Search this site
Embedded Files
Growth
  • Home
  • Territorial Acquisitions
  • Roots and Routes of Manifest Destiny
  • Agricultural Technology
  • Texas: Cotton, Cattle, and Railroads
  • Native American Removal
  • Demographics
  • The Industrial Revolution
  • Transportation and Communication Technology
  • Sectionalism
  • Second Great Awakening and Transcendentalism
Growth
  • Home
  • Territorial Acquisitions
  • Roots and Routes of Manifest Destiny
  • Agricultural Technology
  • Texas: Cotton, Cattle, and Railroads
  • Native American Removal
  • Demographics
  • The Industrial Revolution
  • Transportation and Communication Technology
  • Sectionalism
  • Second Great Awakening and Transcendentalism
  • More
    • Home
    • Territorial Acquisitions
    • Roots and Routes of Manifest Destiny
    • Agricultural Technology
    • Texas: Cotton, Cattle, and Railroads
    • Native American Removal
    • Demographics
    • The Industrial Revolution
    • Transportation and Communication Technology
    • Sectionalism
    • Second Great Awakening and Transcendentalism

Transportation and Communication Technology

The Transportation Revolution

In the late eighteenth century, primitive methods of travel were still in use in America. Waterborne travel was uncertain and often dangerous, covered-wagon and stagecoach travel over rough trails was affordable but uncomfortable, and all types of travel were very slow.

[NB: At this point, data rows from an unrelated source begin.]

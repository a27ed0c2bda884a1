// Uptime collector
//
// Reports the number of whole seconds since the system booted

use sysinfo::System;
use tracing::debug;

use super::{Collector, CollectorError, MonitorArgs};
use crate::measurement::{schema_of, FieldType, Measurement, Schema};

pub struct UptimeCollector;

impl UptimeCollector {
    pub fn new() -> Self {
        UptimeCollector
    }
}

impl Collector for UptimeCollector {
    fn name(&self) -> &str {
        "uptime"
    }

    fn mapping(&self) -> Schema {
        schema_of(&[("uptime", FieldType::Integer)])
    }

    fn collect(&mut self, _args: &MonitorArgs) -> Result<Vec<Measurement>, CollectorError> {
        let uptime = System::uptime();
        debug!("Uptime: {}s", uptime);
        Ok(vec![Measurement::new().with_value("uptime", uptime)])
    }
}

impl Default for UptimeCollector {
    fn default() -> Self {
        Self::new()
    }
}
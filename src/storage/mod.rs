// Storage module - the backend contract every measurement flows through
//
// This module is responsible for:
// 1. Defining the `Backend` trait (prepare, connect, write)
// 2. Classifying storage failures into unavailable vs rejected
// 3. Building the configured backend variant at startup
// 4. Writing measurements with the retry policy the schedulers rely on

use async_trait::async_trait;
use std::sync::Arc;
use std::time::Duration;
use thiserror::Error;
use tracing::{error, info, warn};

use crate::config::BackendConfig;
use crate::measurement::{Measurement, Schema};

pub mod bucket;
pub mod elasticsearch;
pub mod influxdb;
pub mod memory;
pub mod mongo;

pub use memory::MemoryBackend;
#[cfg(test)]
pub(crate) use memory::RecordingBackend;

/// Errors that can occur while talking to a storage backend
#[derive(Error, Debug, Clone, PartialEq)]
pub enum BackendError {
    /// The store could not be reached or failed server-side; transient
    #[error("backend unavailable: {0}")]
    Unavailable(String),

    /// The store refused this particular measurement
    #[error("write rejected: {0}")]
    WriteRejected(String),
}

impl BackendError {
    pub fn is_transient(&self) -> bool {
        matches!(self, BackendError::Unavailable(_))
    }
}

/// Storage backend contract
///
/// One instance is shared by every monitor task, so implementations must
/// tolerate concurrent `write` calls.
///
/// # Lifecycle
/// 1. `prepare` with the merged schema of every configured monitor
/// 2. `connect`
/// 3. any number of concurrent `write` calls
#[async_trait]
pub trait Backend: Send + Sync {
    /// Short variant name used in logs
    fn kind(&self) -> &'static str;

    /// Establishes or updates durable storage structures; idempotent
    async fn prepare(&self, schema: &Schema) -> Result<(), BackendError>;

    /// Establishes and validates the live session
    async fn connect(&self) -> Result<(), BackendError>;

    /// Durably records one measurement
    async fn write(&self, measurement: Measurement) -> Result<(), BackendError>;
}

/// Instantiates the backend variant selected by the configuration
pub fn from_config(config: &BackendConfig) -> Result<Arc<dyn Backend>, BackendError> {
    let backend: Arc<dyn Backend> = match config {
        BackendConfig::Elasticsearch(cfg) => {
            Arc::new(elasticsearch::ElasticsearchBackend::new(cfg.clone())?)
        }
        BackendConfig::Mongodb(cfg) => Arc::new(mongo::MongoBackend::new(cfg.clone())),
        BackendConfig::Influxdb(cfg) => Arc::new(influxdb::InfluxBackend::new(cfg.clone())?),
        BackendConfig::Memory => Arc::new(MemoryBackend::new()),
    };
    info!("Using {} backend", backend.kind());
    Ok(backend)
}

/// Writes a measurement, retrying once on transient failures
///
/// Every failure is logged here; rejected measurements are not retried.
pub async fn write_with_retry(
    backend: &dyn Backend,
    monitor: &str,
    measurement: Measurement,
) -> Result<(), BackendError> {
    const MAX_RETRIES: u32 = 1;

    let mut attempt = 0;
    loop {
        match backend.write(measurement.clone()).await {
            Ok(()) => {
                if attempt > 0 {
                    info!(
                        "Successfully stored {} measurement after {} retry(ies)",
                        monitor, attempt
                    );
                }
                return Ok(());
            }
            Err(e) if e.is_transient() && attempt < MAX_RETRIES => {
                warn!(
                    "Failed to store {} measurement (attempt {}): {}. Retrying...",
                    monitor,
                    attempt + 1,
                    e
                );
                attempt += 1;
                tokio::time::sleep(Duration::from_millis(100)).await;
            }
            Err(e) => {
                error!(
                    "Failed to store {} measurement after {} attempt(s): {}. Giving up.",
                    monitor,
                    attempt + 1,
                    e
                );
                return Err(e);
            }
        }
    }
}

/// Maps a transport-level reqwest failure
pub(crate) fn unavailable(context: &str, e: reqwest::Error) -> BackendError {
    BackendError::Unavailable(format!("{}: {}", context, e))
}

/// Maps a non-success HTTP status: 4xx rejects the payload, anything else
/// is treated as the server being unavailable
pub(crate) fn status_error(context: &str, status: reqwest::StatusCode, body: &str) -> BackendError {
    let detail = format!("{} returned {}: {}", context, status, body.trim());
    if status.is_client_error() {
        BackendError::WriteRejected(detail)
    } else {
        BackendError::Unavailable(detail)
    }
}

#[cfg(test)]
mod tests {
    use super::*;
    use std::sync::atomic::{AtomicUsize, Ordering};

    struct FlakyBackend {
        calls: AtomicUsize,
        fail_first: usize,
        error: BackendError,
    }

    #[async_trait]
    impl Backend for FlakyBackend {
        fn kind(&self) -> &'static str {
            "flaky"
        }

        async fn prepare(&self, _schema: &Schema) -> Result<(), BackendError> {
            Ok(())
        }

        async fn connect(&self) -> Result<(), BackendError> {
            Ok(())
        }

        async fn write(&self, _measurement: Measurement) -> Result<(), BackendError> {
            let n = self.calls.fetch_add(1, Ordering::SeqCst);
            if n < self.fail_first {
                Err(self.error.clone())
            } else {
                Ok(())
            }
        }
    }

    #[tokio::test(start_paused = true)]
    async fn test_transient_failure_is_retried_once() {
        let backend = FlakyBackend {
            calls: AtomicUsize::new(0),
            fail_first: 1,
            error: BackendError::Unavailable("connection reset".into()),
        };
        assert!(write_with_retry(&backend, "load", Measurement::new()).await.is_ok());
        assert_eq!(backend.calls.load(Ordering::SeqCst), 2);
    }

    #[tokio::test(start_paused = true)]
    async fn test_persistent_failure_gives_up() {
        let backend = FlakyBackend {
            calls: AtomicUsize::new(0),
            fail_first: usize::MAX,
            error: BackendError::Unavailable("down".into()),
        };
        let result = write_with_retry(&backend, "load", Measurement::new()).await;
        assert!(matches!(result, Err(BackendError::Unavailable(_))));
        assert_eq!(backend.calls.load(Ordering::SeqCst), 2);
    }

    #[tokio::test]
    async fn test_rejection_is_not_retried() {
        let backend = FlakyBackend {
            calls: AtomicUsize::new(0),
            fail_first: usize::MAX,
            error: BackendError::WriteRejected("mapper_parsing_exception".into()),
        };
        let result = write_with_retry(&backend, "load", Measurement::new()).await;
        assert!(matches!(result, Err(BackendError::WriteRejected(_))));
        assert_eq!(backend.calls.load(Ordering::SeqCst), 1);
    }

    #[test]
    fn test_status_classification() {
        let rejected = status_error("index", reqwest::StatusCode::BAD_REQUEST, "bad field");
        assert!(matches!(rejected, BackendError::WriteRejected(_)));

        let unavailable = status_error("index", reqwest::StatusCode::SERVICE_UNAVAILABLE, "");
        assert!(unavailable.is_transient());
    }

    #[test]
    fn test_memory_backend_from_config() {
        let backend = from_config(&BackendConfig::Memory).unwrap();
        assert_eq!(backend.kind(), "memory");
    }
}
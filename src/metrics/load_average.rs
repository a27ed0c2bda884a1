// Load Average metric collector
//
// Collects system load average metrics (1min, 5min, 15min)
// These values indicate the average number of processes in the run queue
// or waiting for disk I/O over the specified time periods.

use sysinfo::System;
use tracing::debug;

use super::{Collector, CollectorError, MonitorArgs};
use crate::measurement::{schema_of, FieldType, Measurement, Schema};

/// Load Average metric collector
///
/// Collects CPU load average values for 1, 5, and 15 minute intervals.
///
/// # Interpretation
/// - Values represent the average number of processes waiting for CPU time
/// - Values < number of CPU cores = system not overloaded
/// - Values > number of CPU cores = system is experiencing high load
///
/// # Platform Support
/// - Linux: Full support via /proc/loadavg
/// - macOS: Full support via sysctl
/// - Windows: Not available (returns 0.0)
pub struct LoadAverageCollector;

impl LoadAverageCollector {
    /// Creates a new LoadAverageCollector instance
    pub fn new() -> Self {
        LoadAverageCollector
    }
}

impl Collector for LoadAverageCollector {
    fn name(&self) -> &str {
        "load"
    }

    fn mapping(&self) -> Schema {
        schema_of(&[
            ("load_1m", FieldType::Double),
            ("load_5m", FieldType::Double),
            ("load_15m", FieldType::Double),
            ("cpu_cores", FieldType::Integer),
        ])
    }

    /// Collects current load average metrics
    ///
    /// # Measurement
    /// ```json
    /// { "load_1m": 1.5, "load_5m": 1.2, "load_15m": 0.9, "cpu_cores": 8 }
    /// ```
    fn collect(&mut self, _args: &MonitorArgs) -> Result<Vec<Measurement>, CollectorError> {
        let load_avg = System::load_average();

        // Number of CPU cores helps interpret whether load values are high
        let cpu_count = num_cpus::get();

        debug!(
            "Load average: 1min={:.2}, 5min={:.2}, 15min={:.2} (CPUs: {})",
            load_avg.one, load_avg.five, load_avg.fifteen, cpu_count
        );

        Ok(vec![Measurement::new()
            .with_value("load_1m", load_avg.one)
            .with_value("load_5m", load_avg.five)
            .with_value("load_15m", load_avg.fifteen)
            .with_value("cpu_cores", cpu_count)])
    }
}

impl Default for LoadAverageCollector {
    fn default() -> Self {
        Self::new()
    }
}

#[cfg(test)]
mod tests {
    use super::*;
    use crate::measurement::FieldValue;

    #[test]
    fn test_load_fields_are_floats() {
        let mut collector = LoadAverageCollector::new();
        let measurements = collector.collect(&MonitorArgs::new()).unwrap();
        let m = &measurements[0];
        for key in ["load_1m", "load_5m", "load_15m"] {
            assert!(matches!(m.value(key), Some(FieldValue::Float(_))), "{}", key);
        }
        assert!(matches!(m.value("cpu_cores"), Some(FieldValue::Integer(n)) if *n >= 1));
    }
}
// In-memory backend
//
// Used when no backend is configured. Measurements are logged and dropped
// once `write` returns; nothing is retained, so a daemon left running
// without storage stays at constant memory.
//
// The tests use `RecordingBackend` instead, which keeps every write so they
// can observe exactly what reached storage.

use async_trait::async_trait;
use std::sync::atomic::{AtomicBool, AtomicU64, Ordering};
use tracing::{debug, info};

use super::{Backend, BackendError};
use crate::measurement::{Measurement, Schema};

#[derive(Default)]
pub struct MemoryBackend {
    connected: AtomicBool,
    written: AtomicU64,
}

impl MemoryBackend {
    pub fn new() -> Self {
        Self::default()
    }
}

#[async_trait]
impl Backend for MemoryBackend {
    fn kind(&self) -> &'static str {
        "memory"
    }

    async fn prepare(&self, schema: &Schema) -> Result<(), BackendError> {
        info!("Declared {} field(s); measurements are logged, not stored", schema.len());
        Ok(())
    }

    async fn connect(&self) -> Result<(), BackendError> {
        self.connected.store(true, Ordering::SeqCst);
        Ok(())
    }

    async fn write(&self, measurement: Measurement) -> Result<(), BackendError> {
        if !self.connected.load(Ordering::SeqCst) {
            return Err(BackendError::Unavailable("not connected".to_string()));
        }
        let n = self.written.fetch_add(1, Ordering::Relaxed) + 1;
        debug!("#{} {}", n, measurement);
        Ok(())
    }
}

#[cfg(test)]
pub(crate) use recording::{BackendEvent, RecordingBackend};

#[cfg(test)]
mod recording {
    use std::sync::{Mutex, MutexGuard};

    use super::*;

    /// Lifecycle call observed by the recording backend
    #[derive(Debug, Clone, Copy, PartialEq, Eq)]
    pub(crate) enum BackendEvent {
        Prepare,
        Connect,
        Write,
    }

    /// Backend keeping every call and measurement for assertions
    #[derive(Default)]
    pub(crate) struct RecordingBackend {
        schema: Mutex<Option<Schema>>,
        measurements: Mutex<Vec<Measurement>>,
        events: Mutex<Vec<BackendEvent>>,
        connected: AtomicBool,
    }

    fn lock<T>(mutex: &Mutex<T>) -> MutexGuard<'_, T> {
        mutex.lock().unwrap()
    }

    impl RecordingBackend {
        pub(crate) fn new() -> Self {
            Self::default()
        }

        pub(crate) fn prepared_schema(&self) -> Option<Schema> {
            lock(&self.schema).clone()
        }

        pub(crate) fn measurements(&self) -> Vec<Measurement> {
            lock(&self.measurements).clone()
        }

        pub(crate) fn events(&self) -> Vec<BackendEvent> {
            lock(&self.events).clone()
        }
    }

    #[async_trait]
    impl Backend for RecordingBackend {
        fn kind(&self) -> &'static str {
            "recording"
        }

        async fn prepare(&self, schema: &Schema) -> Result<(), BackendError> {
            lock(&self.events).push(BackendEvent::Prepare);
            *lock(&self.schema) = Some(schema.clone());
            Ok(())
        }

        async fn connect(&self) -> Result<(), BackendError> {
            lock(&self.events).push(BackendEvent::Connect);
            self.connected.store(true, Ordering::SeqCst);
            Ok(())
        }

        async fn write(&self, measurement: Measurement) -> Result<(), BackendError> {
            if !self.connected.load(Ordering::SeqCst) {
                return Err(BackendError::Unavailable("not connected".to_string()));
            }
            lock(&self.events).push(BackendEvent::Write);
            lock(&self.measurements).push(measurement);
            Ok(())
        }
    }
}

#[cfg(test)]
mod tests {
    use super::*;
    use crate::measurement::{schema_of, FieldType};

    #[tokio::test]
    async fn test_write_requires_connect() {
        let backend = MemoryBackend::new();
        let m = Measurement::new().with_value("uptime", 10);

        assert!(matches!(
            backend.write(m.clone()).await,
            Err(BackendError::Unavailable(_))
        ));

        backend.connect().await.unwrap();
        backend.write(m).await.unwrap();
    }

    #[tokio::test]
    async fn test_written_measurements_are_not_retained() {
        let backend = MemoryBackend::new();
        backend.prepare(&Schema::new()).await.unwrap();
        backend.connect().await.unwrap();

        for i in 0..1_000 {
            let m = Measurement::new()
                .with_value("uptime", i)
                .with_tag("type", "uptime");
            backend.write(m).await.unwrap();
        }

        // Only the connection flag and the write counter survive a write
        assert_eq!(backend.written.load(Ordering::Relaxed), 1_000);
        assert_eq!(std::mem::size_of::<MemoryBackend>(), 16);
    }

    #[tokio::test]
    async fn test_recording_backend_keeps_lifecycle_order() {
        let backend = RecordingBackend::new();
        let schema = schema_of(&[("uptime", FieldType::Integer)]);

        backend.prepare(&schema).await.unwrap();
        backend.connect().await.unwrap();
        backend
            .write(Measurement::new().with_value("uptime", 1))
            .await
            .unwrap();

        assert_eq!(backend.prepared_schema(), Some(schema));
        assert_eq!(backend.measurements().len(), 1);
        assert_eq!(
            backend.events(),
            vec![BackendEvent::Prepare, BackendEvent::Connect, BackendEvent::Write]
        );
    }
}
// Disk I/O metric collector
//
// Reads cumulative block device counters from /proc/diskstats and reports
// them together with per-second averages since boot.

use serde::Deserialize;
use sysinfo::System;
use tracing::debug;

use super::{parse_args, Collector, CollectorError, MonitorArgs};
use crate::measurement::{round2, schema_of, FieldType, Measurement, Schema};

const DISKSTATS_PATH: &str = "/proc/diskstats";

/// /proc/diskstats always counts in 512-byte sectors
const SECTOR_SIZE: u64 = 512;

#[derive(Debug, Default, Deserialize)]
struct DiskIoArgs {
    /// Device names to report (e.g. "sda"); empty reports every device
    #[serde(default)]
    disks: Vec<String>,
}

#[derive(Debug, Clone, PartialEq)]
struct DiskCounters {
    name: String,
    reads: u64,
    read_bytes: u64,
    writes: u64,
    write_bytes: u64,
}

pub struct DiskIoCollector;

impl DiskIoCollector {
    pub fn new() -> Self {
        DiskIoCollector
    }
}

fn parse_diskstats(text: &str) -> Result<Vec<DiskCounters>, CollectorError> {
    let mut disks = Vec::new();

    for line in text.lines() {
        let fields: Vec<&str> = line.split_whitespace().collect();
        if fields.is_empty() {
            continue;
        }
        if fields.len() < 10 {
            return Err(CollectorError::parse(
                DISKSTATS_PATH,
                format!("expected at least 10 columns in '{}'", line.trim()),
            ));
        }

        let num = |idx: usize| -> Result<u64, CollectorError> {
            fields[idx].parse().map_err(|_| {
                CollectorError::parse(DISKSTATS_PATH, format!("bad counter '{}'", fields[idx]))
            })
        };

        // major minor name reads merged sectors ms writes merged sectors ...
        disks.push(DiskCounters {
            name: fields[2].to_string(),
            reads: num(3)?,
            read_bytes: num(5)? * SECTOR_SIZE,
            writes: num(7)?,
            write_bytes: num(9)? * SECTOR_SIZE,
        });
    }

    Ok(disks)
}

fn per(total: u64, over: u64) -> f64 {
    if over == 0 {
        0.0
    } else {
        round2(total as f64 / over as f64)
    }
}

fn build_measurement(disk: &DiskCounters, uptime: u64) -> Measurement {
    Measurement::new()
        .with_tag("disk", disk.name.as_str())
        .with_value("reads", disk.reads)
        .with_value("writes", disk.writes)
        .with_value("read", disk.read_bytes)
        .with_value("written", disk.write_bytes)
        .with_value("reads_ps", per(disk.reads, uptime))
        .with_value("writes_ps", per(disk.writes, uptime))
        .with_value("read_ps", per(disk.read_bytes, uptime))
        .with_value("write_ps", per(disk.write_bytes, uptime))
        .with_value("read_size", per(disk.read_bytes, disk.reads))
        .with_value("write_size", per(disk.write_bytes, disk.writes))
}

impl Collector for DiskIoCollector {
    fn name(&self) -> &str {
        "diskio"
    }

    fn mapping(&self) -> Schema {
        schema_of(&[
            ("disk", FieldType::Keyword),
            ("reads_ps", FieldType::Double),
            ("writes_ps", FieldType::Double),
            ("read_ps", FieldType::Double),
            ("write_ps", FieldType::Double),
            ("reads", FieldType::Long),
            ("writes", FieldType::Long),
            ("read", FieldType::Long),
            ("written", FieldType::Long),
            ("read_size", FieldType::Double),
            ("write_size", FieldType::Double),
        ])
    }

    fn collect(&mut self, args: &MonitorArgs) -> Result<Vec<Measurement>, CollectorError> {
        let args: DiskIoArgs = parse_args(args)?;

        let text = std::fs::read_to_string(DISKSTATS_PATH)
            .map_err(|e| CollectorError::read(DISKSTATS_PATH, e))?;
        let uptime = System::uptime();

        let measurements: Vec<Measurement> = parse_diskstats(&text)?
            .iter()
            .filter(|d| args.disks.is_empty() || args.disks.contains(&d.name))
            .map(|d| build_measurement(d, uptime))
            .collect();

        debug!("Collected I/O counters for {} disk(s)", measurements.len());
        Ok(measurements)
    }
}

impl Default for DiskIoCollector {
    fn default() -> Self {
        Self::new()
    }
}

#[cfg(test)]
mod tests {
    use super::*;
    use crate::measurement::FieldValue;

    const FIXTURE: &str = "\
   8       0 sda 1000 10 20000 500 400 5 8000 300 0 700 800 0 0 0 0
   8       1 sda1 0 0 0 0 0 0 0 0 0 0 0
 259       0 nvme0n1 200 0 4000 10 100 0 1000 20 0 30 30
";

    #[test]
    fn test_parse_diskstats() {
        let disks = parse_diskstats(FIXTURE).unwrap();
        assert_eq!(disks.len(), 3);
        assert_eq!(
            disks[0],
            DiskCounters {
                name: "sda".to_string(),
                reads: 1000,
                read_bytes: 20000 * 512,
                writes: 400,
                write_bytes: 8000 * 512,
            }
        );
        assert_eq!(disks[2].name, "nvme0n1");
    }

    #[test]
    fn test_parse_rejects_short_line() {
        assert!(parse_diskstats("8 0 sda 1 2\n").is_err());
    }

    #[test]
    fn test_rates_over_uptime() {
        let disks = parse_diskstats(FIXTURE).unwrap();
        let m = build_measurement(&disks[0], 100);

        assert_eq!(m.tag("disk"), Some("sda"));
        assert_eq!(m.value("reads_ps"), Some(&FieldValue::Float(10.0)));
        assert_eq!(m.value("writes_ps"), Some(&FieldValue::Float(4.0)));
        assert_eq!(m.value("read_size"), Some(&FieldValue::Float(10240.0)));
        assert_eq!(m.value("write_size"), Some(&FieldValue::Float(10240.0)));
    }

    #[test]
    fn test_idle_device_has_zero_sizes() {
        let disks = parse_diskstats(FIXTURE).unwrap();
        let m = build_measurement(&disks[1], 100);
        assert_eq!(m.value("read_size"), Some(&FieldValue::Float(0.0)));
        assert_eq!(m.value("write_size"), Some(&FieldValue::Float(0.0)));
    }
}
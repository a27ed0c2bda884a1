// Network interface collector
//
// Parses /proc/net/dev. Counters are reported as-is; traffic rates are
// derived from the counters remembered by the previous invocation of the
// same collector instance.

use serde::Deserialize;
use std::collections::HashMap;
use std::time::Instant;
use tracing::debug;

use super::{parse_args, Collector, CollectorError, MonitorArgs};
use crate::measurement::{schema_of, FieldType, Measurement, Schema};

const NET_DEV_PATH: &str = "/proc/net/dev";

#[derive(Debug, Default, Deserialize)]
struct InterfaceArgs {
    /// Interfaces to report; empty reports every interface
    #[serde(default)]
    interfaces: Vec<String>,
}

#[derive(Debug, Clone, Copy, PartialEq, Eq)]
struct IfCounters {
    rx_bytes: u64,
    rx_packets: u64,
    tx_bytes: u64,
    tx_packets: u64,
}

/// Interface statistics collector
///
/// Holds the last seen counters per interface so the second and later
/// invocations can report per-second traffic.
pub struct InterfaceCollector {
    previous: HashMap<String, (IfCounters, Instant)>,
}

impl InterfaceCollector {
    pub fn new() -> Self {
        InterfaceCollector {
            previous: HashMap::new(),
        }
    }

    fn sample(
        &mut self,
        text: &str,
        now: Instant,
        only: &[String],
    ) -> Result<Vec<Measurement>, CollectorError> {
        let mut measurements = Vec::new();

        for (iface, counters) in parse_net_dev(text)? {
            if !only.is_empty() && !only.contains(&iface) {
                continue;
            }

            let mut m = Measurement::new()
                .with_tag("iface", iface.as_str())
                .with_value("rx_bytes", counters.rx_bytes)
                .with_value("tx_bytes", counters.tx_bytes)
                .with_value("rx_packets", counters.rx_packets)
                .with_value("tx_packets", counters.tx_packets);

            if let Some((prev, at)) = self.previous.get(&iface) {
                let elapsed = now.duration_since(*at).as_secs_f64();
                if elapsed > 0.0 {
                    let rate = |cur: u64, old: u64| {
                        cur.checked_sub(old).map(|d| (d as f64 / elapsed).round() as i64)
                    };
                    // A counter going backwards means a reset or wrap
                    if let (Some(rx), Some(tx), Some(rxp), Some(txp)) = (
                        rate(counters.rx_bytes, prev.rx_bytes),
                        rate(counters.tx_bytes, prev.tx_bytes),
                        rate(counters.rx_packets, prev.rx_packets),
                        rate(counters.tx_packets, prev.tx_packets),
                    ) {
                        m.set_value("rx_traffic", rx);
                        m.set_value("tx_traffic", tx);
                        m.set_value("rx_packetcnt", rxp);
                        m.set_value("tx_packetcnt", txp);
                    }
                }
            }

            self.previous.insert(iface, (counters, now));
            measurements.push(m);
        }

        Ok(measurements)
    }
}

fn parse_net_dev(text: &str) -> Result<Vec<(String, IfCounters)>, CollectorError> {
    let mut result = Vec::new();

    // Two header lines precede the interfaces
    for line in text.lines().skip(2) {
        if line.trim().is_empty() {
            continue;
        }
        let (name, rest) = line
            .split_once(':')
            .ok_or_else(|| CollectorError::parse(NET_DEV_PATH, format!("malformed line '{}'", line)))?;

        let fields = rest
            .split_whitespace()
            .map(|f| f.parse::<u64>())
            .collect::<Result<Vec<u64>, _>>()
            .map_err(|e| CollectorError::parse(NET_DEV_PATH, e.to_string()))?;
        if fields.len() < 16 {
            return Err(CollectorError::parse(
                NET_DEV_PATH,
                format!("expected 16 counters for '{}'", name.trim()),
            ));
        }

        result.push((
            name.trim().to_string(),
            IfCounters {
                rx_bytes: fields[0],
                rx_packets: fields[1],
                tx_bytes: fields[8],
                tx_packets: fields[9],
            },
        ));
    }

    Ok(result)
}

impl Collector for InterfaceCollector {
    fn name(&self) -> &str {
        "ifstats"
    }

    fn mapping(&self) -> Schema {
        schema_of(&[
            ("iface", FieldType::Keyword),
            ("rx_bytes", FieldType::Long),
            ("tx_bytes", FieldType::Long),
            ("rx_packets", FieldType::Long),
            ("tx_packets", FieldType::Long),
            ("rx_traffic", FieldType::Long),
            ("tx_traffic", FieldType::Long),
            ("rx_packetcnt", FieldType::Long),
            ("tx_packetcnt", FieldType::Long),
        ])
    }

    fn collect(&mut self, args: &MonitorArgs) -> Result<Vec<Measurement>, CollectorError> {
        let args: InterfaceArgs = parse_args(args)?;
        let text = std::fs::read_to_string(NET_DEV_PATH)
            .map_err(|e| CollectorError::read(NET_DEV_PATH, e))?;

        let measurements = self.sample(&text, Instant::now(), &args.interfaces)?;
        debug!("Collected stats for {} interface(s)", measurements.len());
        Ok(measurements)
    }
}

impl Default for InterfaceCollector {
    fn default() -> Self {
        Self::new()
    }
}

The transportation revolution in the United States had been spurred by the desire of the Easterners to tap into all that the west had to offer. Turnpike, canals, steamboats, and railways forged a truly continental economy. Transportation innovations cut the cost and increased the speed of moving goods, helping to create a national market and provide a stimulus for regional specialization. Westerners, with their boundless prairies and swiftly growing population, became important producers of crops, supplying both the North and the South with food. Northerners supplied the West and the South with textiles and other manufactured goods. Southerners supplied the North with cotton, the raw materials they needed to produce their textiles. Along with a growing population, the technological innovations of the 19th Century helped propel America into the international stage before the Civil War devastated it.

The National Road

In 1794, a private company completed a broad, paved highway in Pennsylvania. It was called a “turnpike” because as drivers approached the tollgate they were confronted with a barrier of sharp spikes that was turned aside when they paid their toll. In 1811, the federal government began to construct a turnpike—Cumberland Road, also called the “National Road”—which stretched 591 miles from Cumberland, in western Maryland, to Vandalia, in Illinois. The project was completed in 1852.

Steamboats

Americans benefited from the new turnpikes; however, it was not yet economical to ship bulky goods by land across the great distances in America. In 1807, the first commercially successful steamboat was sent from New York City up the Hudson River to Albany. A steamboat is exactly what it sounds like, a boat powered by steam that could move goods and people along freshwater waterways throughout the country. Thereafter, use of the steamboat spread rapidly, with steamers making the run from New Orleans as far north as Ohio. By 1830, there were more than 200 steamboats on the Mississippi.

The Erie Canal

While steamboats were conquering western rivers, canals were under construction in the northeast to further improve the transportation network. In 1817, the New York legislature passed a plan to connect the Hudson River with Lake Erie— the Erie Canal. Completed in 1825, the canal ran 363 miles. The completion of the canal moved the country a step closer to connecting the Mississippi Valley and the Atlantic Ocean.

Railroads

Both the turnpike and the canal contributed to the emerging national economy, but the most significant development was the railroad. Railroads were faster and cheaper than canals to construct, and they did not freeze over in the winter. Railroads, like the steamboat could carry large quantities of goods and people over long distances in a fraction of the time of traditional wagon or horseback travel.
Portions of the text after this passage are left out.